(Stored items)
◆ ◆ ◆ ◆ ◆
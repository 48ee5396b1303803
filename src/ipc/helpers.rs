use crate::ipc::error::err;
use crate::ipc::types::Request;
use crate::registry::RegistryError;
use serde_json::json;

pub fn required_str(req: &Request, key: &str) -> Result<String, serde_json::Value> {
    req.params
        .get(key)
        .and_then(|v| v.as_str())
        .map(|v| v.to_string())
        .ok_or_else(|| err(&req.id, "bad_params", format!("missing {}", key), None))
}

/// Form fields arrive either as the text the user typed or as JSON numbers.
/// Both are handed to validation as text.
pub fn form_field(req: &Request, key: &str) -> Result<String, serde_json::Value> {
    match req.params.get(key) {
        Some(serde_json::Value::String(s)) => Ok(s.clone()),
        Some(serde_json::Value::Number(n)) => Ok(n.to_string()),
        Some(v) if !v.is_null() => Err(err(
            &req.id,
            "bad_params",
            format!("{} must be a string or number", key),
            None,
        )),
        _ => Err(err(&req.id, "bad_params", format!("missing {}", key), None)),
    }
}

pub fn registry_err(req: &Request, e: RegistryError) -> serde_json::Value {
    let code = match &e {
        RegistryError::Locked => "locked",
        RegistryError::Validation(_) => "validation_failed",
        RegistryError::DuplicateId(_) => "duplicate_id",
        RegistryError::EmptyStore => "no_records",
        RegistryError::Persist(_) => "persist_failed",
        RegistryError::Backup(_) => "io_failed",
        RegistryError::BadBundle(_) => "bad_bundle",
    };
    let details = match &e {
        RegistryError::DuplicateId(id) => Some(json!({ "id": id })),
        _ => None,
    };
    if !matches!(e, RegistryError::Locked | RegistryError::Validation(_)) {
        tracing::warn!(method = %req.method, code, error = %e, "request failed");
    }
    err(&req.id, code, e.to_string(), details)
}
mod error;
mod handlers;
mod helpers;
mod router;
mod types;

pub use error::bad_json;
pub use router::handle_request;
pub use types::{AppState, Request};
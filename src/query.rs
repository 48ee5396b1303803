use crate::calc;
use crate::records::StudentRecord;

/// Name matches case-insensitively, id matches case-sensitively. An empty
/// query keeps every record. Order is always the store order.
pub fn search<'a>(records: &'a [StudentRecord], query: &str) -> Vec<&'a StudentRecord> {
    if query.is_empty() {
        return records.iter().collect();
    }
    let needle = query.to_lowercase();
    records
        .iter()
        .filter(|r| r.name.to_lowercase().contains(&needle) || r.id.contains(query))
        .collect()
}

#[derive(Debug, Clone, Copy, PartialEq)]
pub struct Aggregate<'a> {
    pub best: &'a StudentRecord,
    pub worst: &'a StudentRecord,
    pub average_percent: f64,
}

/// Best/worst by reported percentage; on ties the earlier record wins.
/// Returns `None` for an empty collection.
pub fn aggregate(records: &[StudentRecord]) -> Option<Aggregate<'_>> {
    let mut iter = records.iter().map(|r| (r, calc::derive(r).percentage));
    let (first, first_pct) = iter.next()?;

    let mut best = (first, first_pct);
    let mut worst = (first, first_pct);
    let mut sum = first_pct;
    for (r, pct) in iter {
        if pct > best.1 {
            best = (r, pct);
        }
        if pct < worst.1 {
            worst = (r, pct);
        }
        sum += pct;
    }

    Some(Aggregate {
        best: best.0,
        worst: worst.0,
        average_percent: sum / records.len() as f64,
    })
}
◆ ◆ ◆ ◆ ◆
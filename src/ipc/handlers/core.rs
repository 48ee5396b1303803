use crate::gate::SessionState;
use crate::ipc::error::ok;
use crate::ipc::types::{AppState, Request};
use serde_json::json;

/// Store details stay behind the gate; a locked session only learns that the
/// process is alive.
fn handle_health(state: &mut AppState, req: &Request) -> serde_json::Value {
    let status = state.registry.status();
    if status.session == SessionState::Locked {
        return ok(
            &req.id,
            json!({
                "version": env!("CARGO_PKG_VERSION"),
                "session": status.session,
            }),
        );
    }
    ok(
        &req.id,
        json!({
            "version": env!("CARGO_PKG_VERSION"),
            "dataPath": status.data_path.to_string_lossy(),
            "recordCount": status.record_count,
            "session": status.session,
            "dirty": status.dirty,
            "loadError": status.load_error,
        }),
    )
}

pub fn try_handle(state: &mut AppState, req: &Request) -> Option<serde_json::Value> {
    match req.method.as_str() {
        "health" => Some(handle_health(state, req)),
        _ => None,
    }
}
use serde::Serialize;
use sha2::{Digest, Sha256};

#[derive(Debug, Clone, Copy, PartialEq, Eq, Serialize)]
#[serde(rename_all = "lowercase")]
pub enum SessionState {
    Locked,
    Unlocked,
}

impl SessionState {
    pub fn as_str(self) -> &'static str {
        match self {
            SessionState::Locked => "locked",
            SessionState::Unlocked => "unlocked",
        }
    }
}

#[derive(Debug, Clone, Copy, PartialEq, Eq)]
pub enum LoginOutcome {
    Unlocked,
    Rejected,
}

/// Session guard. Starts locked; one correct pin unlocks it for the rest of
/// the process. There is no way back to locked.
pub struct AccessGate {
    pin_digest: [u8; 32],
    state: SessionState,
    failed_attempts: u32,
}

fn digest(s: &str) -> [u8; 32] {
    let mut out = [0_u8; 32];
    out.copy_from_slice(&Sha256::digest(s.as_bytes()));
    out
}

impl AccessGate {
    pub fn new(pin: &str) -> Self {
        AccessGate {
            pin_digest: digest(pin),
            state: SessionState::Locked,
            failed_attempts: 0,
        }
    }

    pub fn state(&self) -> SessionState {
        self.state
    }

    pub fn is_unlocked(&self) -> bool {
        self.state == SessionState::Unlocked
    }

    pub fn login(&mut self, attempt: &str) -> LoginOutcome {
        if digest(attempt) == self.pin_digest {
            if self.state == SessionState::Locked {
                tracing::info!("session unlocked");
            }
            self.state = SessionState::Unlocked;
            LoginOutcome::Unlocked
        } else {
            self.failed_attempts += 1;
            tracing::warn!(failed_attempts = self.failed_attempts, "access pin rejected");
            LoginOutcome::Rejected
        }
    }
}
◆ ◆ ◆ ◆ ◆
**What the exercise asks**
Return every line above that contains the word "SessionState".

**Problem solution**
use crate::gate::SessionState;
    if status.session == SessionState::Locked {
pub enum SessionState {
impl SessionState {
            SessionState::Locked => "locked",
            SessionState::Unlocked => "unlocked",
    state: SessionState,
            state: SessionState::Locked,
    pub fn state(&self) -> SessionState {
        self.state == SessionState::Unlocked
            if self.state == SessionState::Locked {
            self.state = SessionState::Unlocked;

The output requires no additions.